Saturation correction in pulsed fields of high dose-per-pulse

Current developments in accelerator technology and beam application have the potential to bring pulsed radiation sources with very high dose-per-pulse into clinical application. In particular, laser-based particle accelerators and pencil beam scanning using synchro-cyclotrons provide intensely pulsed beams. Current methods to determine the saturation correction factor (ks) in ionization chambers are not intended for use at such high dose-per-pulse, possibly leading to an inaccurate dosimetry. We present a method based on the numerical approximation of the ionization, charge reaction and transport processes in an ionization chamber, which is able to overcome the limitations of current procedures used to calculate ks . This numerical work is supported by experimental data of a plane-parallel advanced Markus ionization chamber irradiated with a pulsed electron beam of a dose-per-pulse up to 600 mGy.

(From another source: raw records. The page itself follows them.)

use std::path::PathBuf;

use thiserror::Error;

/// The one failure kind a search fetch can end in.
///
/// Network errors, timeouts, non-2xx responses and undecodable bodies are
/// deliberately collapsed together; the message only ends up in the log.
#[derive(Debug, Clone, PartialEq, Eq, Error)]
pub enum FetchError {
    #[error("fetch failed: {0}")]
    FetchFailed(String),
}

impl From<reqwest::Error> for FetchError {
    fn from(err: reqwest::Error) -> Self {
        FetchError::FetchFailed(err.to_string())
    }
}

#[derive(Debug, Error)]
pub enum ConfigError {
    #[error("could not read config file {path}: {source}")]
    Io {
        path: PathBuf,
        #[source]
        source: std::io::Error,
    },

    #[error("could not parse config file {path}: {source}")]
    Parse {
        path: PathBuf,
        #[source]
        source: toml::de::Error,
    },
}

At a low collection voltage of 100 V a satisfactory description of the saturation correction dependency on dose-per-pulse can be achieved using existing models and tuning their parameter values. However, at the reference voltage of 300 V this is not possible and the newly presented method shows marked improvements. Chief among the additional effects considered in the presented numerical method is the shielding of the electric field by the liberated charges, which alters the dose-per-pulse dependency of ks in a way that can not be replicated by existing approaches.